I’m slowly making my way through the Gospels via the Word on Fire bible.
I’ve read the Gospels before, but it’s been a while since I did a cover-to-cover. And lately when I have read excerpts, it’s via the Verbum app electronically. The Word is the Word, or so I thought, but I’m honestly surprised at how pleasant it is to actually touch a book, and also what a difference having a beautifully bound book with nice spacing and font makes the reading experience.
Ok that’s a sidebar though. I’m reading through Mark today and just had to reflect on Mark 5:36 for a moment. The context is Jairus’ daughter being sick and Jairus asking for a healing. Then word comes that his daughter is dead.
I can only slightly imagine Jairus, a synagogue leader, who took this Hail Mary (#SeeWhatIDidThere) pass at going to Jesus for a healing, thinking, “Dang, I’m too late” at the news.
But then I see Jesus, unwavering in the storm (a nice comparison to His literal peace in the storm a chapter prior), looking Jairus straight in the eyes, steadying him with His presence and saying:
It’s almost like a dare. “I dare you, Jairus, to suspend your rational thoughts which have led you to fear, and believe.” I closed my eyes and imagined Jesus steadying me with His hands on my shoulders and saying those same words to me, “Maria — do not fear, only believe!”

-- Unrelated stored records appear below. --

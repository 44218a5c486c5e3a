// src/config/loader.rs

use std::fs;
use std::io::ErrorKind;
use std::path::{Path, PathBuf};

use tracing::debug;

use crate::config::model::{ConfigFile, RawConfigFile};
use crate::errors::Result;

/// Read and deserialize a config file without validating it.
pub fn load_from_path(path: impl AsRef<Path>) -> Result<RawConfigFile> {
    let path = path.as_ref();
    let contents = fs::read_to_string(path)?;

    let config: RawConfigFile = toml::from_str(&contents)?;

    Ok(config)
}

/// Load and validate a config file.
pub fn load_and_validate(path: impl AsRef<Path>) -> Result<ConfigFile> {
    let raw_config = load_from_path(&path)?;
    let config = ConfigFile::try_from(raw_config)?;
    Ok(config)
}

/// Like [`load_and_validate`], but a missing file yields the defaults.
pub fn load_or_default(path: impl AsRef<Path>) -> Result<ConfigFile> {
    let path = path.as_ref();
    match fs::metadata(path) {
        Err(e) if e.kind() == ErrorKind::NotFound => {
            debug!(path = %path.display(), "no config file; using defaults");
            Ok(ConfigFile::default())
        }
        _ => load_and_validate(path),
    }
}

/// `Taskstack.toml` in the current working directory.
pub fn default_config_path() -> PathBuf {
    PathBuf::from("Taskstack.toml")
}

There is a lot out there to be afraid of. The top of my list are: death, loss of a loved one, separation from a loved one, paid… And then add the abnormal stressors of the current day, including the resurgence of Covid, and the ridiculous gun violence in the country, and it seems like a recipe for a veritable fear buffet.
But fear is not the answer. Rationally, I believe that (how’s that for a pseudo-oxymoron). My rational brain has to remind my emotional self of this fact.

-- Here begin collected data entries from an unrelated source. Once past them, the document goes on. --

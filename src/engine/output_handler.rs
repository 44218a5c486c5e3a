// src/engine/output_handler.rs

//! Interpretation of one chunk read from a task process.

use tracing::error;

use crate::engine::task_data::TaskData;
use crate::engine::StreamKind;
use crate::protocol::{self, ProtocolError};

/// What a chunk did to the task's [`TaskData`].
#[derive(Debug, Clone, PartialEq, Eq)]
pub enum ChunkOutcome {
    /// The newest stdout line was merged.
    Progress,
    /// The newest stdout line was not a valid protocol line.
    Malformed(ProtocolError),
    /// This many stderr lines were counted as errors.
    ErrorLines(usize),
    /// Only whitespace; nothing changed.
    Empty,
}

impl ChunkOutcome {
    /// Whether the report changed and collaborators should be notified.
    pub fn changed(&self) -> bool {
        !matches!(self, ChunkOutcome::Empty)
    }
}

/// Apply one chunk to `data`.
///
/// - stderr: every line is an error line, counted and logged.
/// - stdout: only the last line counts; earlier lines in the same chunk are
///   superseded snapshots. A malformed line is logged and counted as one
///   error, and the update is discarded.
pub fn apply_chunk(data: &mut TaskData, stream: StreamKind, chunk: &str) -> ChunkOutcome {
    match stream {
        StreamKind::Stderr => {
            let lines = protocol::chunk_lines(chunk);
            if lines.is_empty() {
                return ChunkOutcome::Empty;
            }

            data.add_code_errors(lines.len() as u64);
            for line in &lines {
                error!(task = %data.name(), "{}", protocol::sanitize(line));
            }
            ChunkOutcome::ErrorLines(lines.len())
        }
        StreamKind::Stdout => {
            let Some(line) = protocol::last_line(chunk) else {
                return ChunkOutcome::Empty;
            };

            match protocol::parse_line(line) {
                Ok(fields) => {
                    data.fill(&fields);
                    ChunkOutcome::Progress
                }
                Err(err) => {
                    error!(task = %data.name(), statement = %err.statement, "malformed progress line");
                    data.add_code_errors(1);
                    ChunkOutcome::Malformed(err)
                }
            }
        }
    }
}

#[cfg(test)]
mod tests {
    use super::*;

    #[test]
    fn only_newest_stdout_line_is_applied() {
        let mut data = TaskData::new("a");
        let outcome = apply_chunk(
            &mut data,
            StreamKind::Stdout,
            "count:5;current:1\ncount:5;current:2",
        );
        assert_eq!(outcome, ChunkOutcome::Progress);
        assert_eq!(data.count(), 5);
        assert_eq!(data.current(), 2);
    }

    #[test]
    fn malformed_line_counts_one_error_and_keeps_counters() {
        let mut data = TaskData::new("a");
        apply_chunk(&mut data, StreamKind::Stdout, "count:4;current:1\n");

        let outcome = apply_chunk(&mut data, StreamKind::Stdout, "foo");
        assert!(matches!(outcome, ChunkOutcome::Malformed(ref e) if e.statement == "foo"));
        assert_eq!(data.code_errors_count(), 1);
        assert_eq!(data.count(), 4);
        assert_eq!(data.current(), 1);
    }

    #[test]
    fn stderr_lines_are_counted() {
        let mut data = TaskData::new("a");
        let outcome = apply_chunk(&mut data, StreamKind::Stderr, "boom\nstack line\n");
        assert_eq!(outcome, ChunkOutcome::ErrorLines(2));
        assert_eq!(data.code_errors_count(), 2);

        assert_eq!(apply_chunk(&mut data, StreamKind::Stderr, "\n"), ChunkOutcome::Empty);
        assert_eq!(data.code_errors_count(), 2);
    }
}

Fear can not reside where there is 100% trust in God. Why? Because with 100% trust in God, there is nothing to be afraid of. As Psalm 27 states:
“The LORD is my light and my salvation; whom should I fear?
The LORD is my life’s refuge; of whom should I be afraid?”
It’s very rare that I find myself in the 100% trust in God. When I am there, I am unwavering. Nothing can disturb my peace. Usually I find myself there right before I fall asleep when the “worrying” part of my brain has shut off!
But believing and trusting over fear is a lifelong pursuit, and a worthy one. In a state of pure belief (and trust), we are freed from any fear because fear gives power and control to something other than God.
May we grow every day to let belief and trust overcome fear. May we pray and say with confidence, whatever comes upon me, Blessed be the name of God!